> Instructions to follow
Whenever a line of the data below holds the string "false", copy that line.
[[ Dataset records open ]]
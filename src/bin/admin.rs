//! CLI administration tool for tinylink.
//!
//! Issues and revokes sessions, inspects links and checks the database without
//! going through the HTTP API.
//!
//! # Usage
//!
//! ```bash
//! # Issue an access/refresh pair for user 42 (development login glue)
//! cargo run --bin admin -- session issue --user-id 42
//!
//! # Revoke user 42's refresh credential
//! cargo run --bin admin -- session revoke --user-id 42
//!
//! # List links of a user or a guest
//! cargo run --bin admin -- links list --user-id 42
//! cargo run --bin admin -- links list --guest 9b2f...
//!
//! # Check database connection
//! cargo run --bin admin -- db check
//! ```
//!
//! # Environment Variables
//!
//! Reads the same configuration as the server. Only the postgres backend is
//! meaningful here; the in-memory stores live inside the server process.

use tinylink::application::services::{CredentialSigner, IdentityResolver, TokenService};
use tinylink::config::{self, Config, StorageBackend};
use tinylink::domain::entities::Identity;
use tinylink::domain::repositories::LinkStore;
use tinylink::server;
use tinylink::state::{DynIdentityResolver, TOKEN_ISSUER};

use anyhow::{Context, Result};
use clap::{Args, Parser, Subcommand};
use colored::*;
use dialoguer::Confirm;
use std::sync::Arc;

/// CLI tool for managing tinylink.
#[derive(Parser)]
#[command(name = "admin")]
#[command(author, version, about, long_about = None)]
struct Cli {
    #[command(subcommand)]
    command: Commands,
}

#[derive(Subcommand)]
enum Commands {
    /// Manage sessions
    Session {
        #[command(subcommand)]
        action: SessionAction,
    },

    /// Inspect links
    Links {
        #[command(subcommand)]
        action: LinksAction,
    },

    /// Database operations
    Db {
        #[command(subcommand)]
        action: DbAction,
    },
}

#[derive(Subcommand)]
enum SessionAction {
    /// Issue an access and refresh credential for a user
    Issue {
        #[arg(long)]
        user_id: u64,
    },

    /// Revoke a user's refresh credential
    Revoke {
        #[arg(long)]
        user_id: u64,

        /// Skip confirmation prompt
        #[arg(short = 'y', long)]
        yes: bool,
    },
}

#[derive(Subcommand)]
enum LinksAction {
    /// List the links of one owner
    List(OwnerArgs),
}

#[derive(Args)]
#[group(required = true, multiple = false)]
struct OwnerArgs {
    #[arg(long)]
    user_id: Option<u64>,

    /// Guest UUID from the `tl_guest` cookie
    #[arg(long)]
    guest: Option<String>,
}

impl OwnerArgs {
    fn identity(&self) -> Result<Identity> {
        match (self.user_id, &self.guest) {
            (Some(id), _) => Ok(Identity::user(id)),
            (None, Some(uuid)) => {
                Identity::guest_from_cookie(uuid).context("Guest id must be a UUID")
            }
            (None, None) => anyhow::bail!("Either --user-id or --guest is required"),
        }
    }
}

#[derive(Subcommand)]
enum DbAction {
    /// Check database connection
    Check,
}

#[tokio::main]
async fn main() -> Result<()> {
    dotenvy::dotenv().ok();

    let cli = Cli::parse();
    let config = config::load_from_env()?;

    if config.storage_backend != StorageBackend::Postgres {
        anyhow::bail!("The admin tool requires STORAGE_BACKEND=postgres");
    }

    match cli.command {
        Commands::Session { action } => handle_session_action(action, &config).await?,
        Commands::Links { action } => handle_links_action(action, &config).await?,
        Commands::Db { action } => handle_db_action(action, &config).await?,
    }

    Ok(())
}

async fn resolver(config: &Config) -> Result<DynIdentityResolver> {
    let stores = server::connect_stores(config).await?;

    let signer = Arc::new(CredentialSigner::new(
        config.token_signing_secret.as_bytes(),
        TOKEN_ISSUER,
        chrono::Duration::seconds(config.access_token_ttl_seconds),
    ));
    let tokens = Arc::new(TokenService::new(
        stores.tokens,
        config.token_signing_secret.clone(),
        chrono::Duration::seconds(config.refresh_token_ttl_seconds),
        std::time::Duration::from_millis(config.store_timeout_ms),
    ));

    Ok(IdentityResolver::new(signer, tokens))
}

async fn handle_session_action(action: SessionAction, config: &Config) -> Result<()> {
    let resolver = resolver(config).await?;

    match action {
        SessionAction::Issue { user_id } => {
            println!("{}", "Issue session".bright_blue().bold());
            println!();

            let session = resolver
                .establish_session(Identity::user(user_id))
                .await
                .map_err(|e| anyhow::anyhow!("Failed to issue session: {}", e))?;

            println!("  Owner:   {}", session.identity.to_string().cyan());
            println!("  Access:  {}", session.access.bright_yellow());
            println!("  Refresh: {}", session.refresh.value.bright_yellow());
            println!(
                "  Refresh expires: {}",
                session
                    .refresh
                    .expires_at
                    .format("%Y-%m-%d %H:%M")
                    .to_string()
                    .bright_black()
            );
            println!();
            println!("{}", "Any earlier refresh credential of this user is now invalid.".yellow());
            println!();
            println!("{}", "Example:".bright_white());
            println!(
                "  curl -H \"Authorization: Bearer {}\" --cookie \"tl_refresh={}\" http://localhost:3000/api/links",
                session.access.bright_yellow(),
                session.refresh.value.bright_yellow()
            );
            println!();
        }

        SessionAction::Revoke { user_id, yes } => {
            println!("{}", "Revoke session".bright_blue().bold());
            println!();
            println!("  Owner: {}", Identity::user(user_id).to_string().cyan());
            println!();

            if !yes {
                let confirmed = Confirm::new()
                    .with_prompt("Revoke this user's refresh credential?")
                    .default(false)
                    .interact()?;

                if !confirmed {
                    println!("{}", "Cancelled".red());
                    return Ok(());
                }
            }

            resolver
                .logout(&Identity::user(user_id))
                .await
                .map_err(|e| anyhow::anyhow!("Failed to revoke session: {}", e))?;

            println!("{}", "Session revoked".green().bold());
            println!();
        }
    }

    Ok(())
}

async fn handle_links_action(action: LinksAction, config: &Config) -> Result<()> {
    let LinksAction::List(owner) = action;
    let owner = owner.identity()?;
    let stores = server::connect_stores(config).await?;

    println!("{} {}", "Links of".bright_blue().bold(), owner.to_string().cyan());
    println!();

    let links = stores
        .links
        .list_by_owner(&owner)
        .await
        .map_err(|e| anyhow::anyhow!("Failed to list links: {}", e))?;

    if links.is_empty() {
        println!("{}", "  No links found".yellow());
        return Ok(());
    }

    println!(
        "  {:<6} {:<20} {:<8} {:<8} {}",
        "ID".bright_white().bold(),
        "Alias".bright_white().bold(),
        "Private".bright_white().bold(),
        "Visits".bright_white().bold(),
        "Target".bright_white().bold()
    );
    println!("  {}", "-".repeat(75).bright_black());

    for link in &links {
        let alias = if link.is_expired() {
            link.alias.red()
        } else {
            link.alias.cyan()
        };

        println!(
            "  {:<6} {:<20} {:<8} {:<8} {}",
            link.id.to_string().bright_black(),
            alias,
            if link.private { "yes" } else { "no" },
            link.usage_count,
            link.url
        );
    }

    println!();
    println!("  Total: {}", links.len().to_string().bright_white().bold());
    println!();

    Ok(())
}

async fn handle_db_action(action: DbAction, config: &Config) -> Result<()> {
    match action {
        DbAction::Check => {
            println!("{}", "Checking database connection...".bright_blue());

            let pool = server::connect_pool(config).await?;
            let result: i32 = sqlx::query_scalar("SELECT 1").fetch_one(&pool).await?;

            if result == 1 {
                println!("{}", "Database connection OK".green().bold());

                let version: String = sqlx::query_scalar("SELECT version()")
                    .fetch_one(&pool)
                    .await?;
                println!("  {}", version.bright_black());

                let links: i64 = sqlx::query_scalar("SELECT COUNT(*) FROM tinylinks")
                    .fetch_one(&pool)
                    .await?;
                let sessions: i64 =
                    sqlx::query_scalar("SELECT COUNT(*) FROM refresh_tokens WHERE expires_at > NOW()")
                        .fetch_one(&pool)
                        .await?;
                println!("  Links:           {}", links.to_string().bright_green().bold());
                println!("  Active sessions: {}", sessions.to_string().bright_green().bold());
            }
        }
    }

    Ok(())
}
[[ Dataset records closed ]]
> Reply
#[group(required = true, multiple = false)]
                    .default(false)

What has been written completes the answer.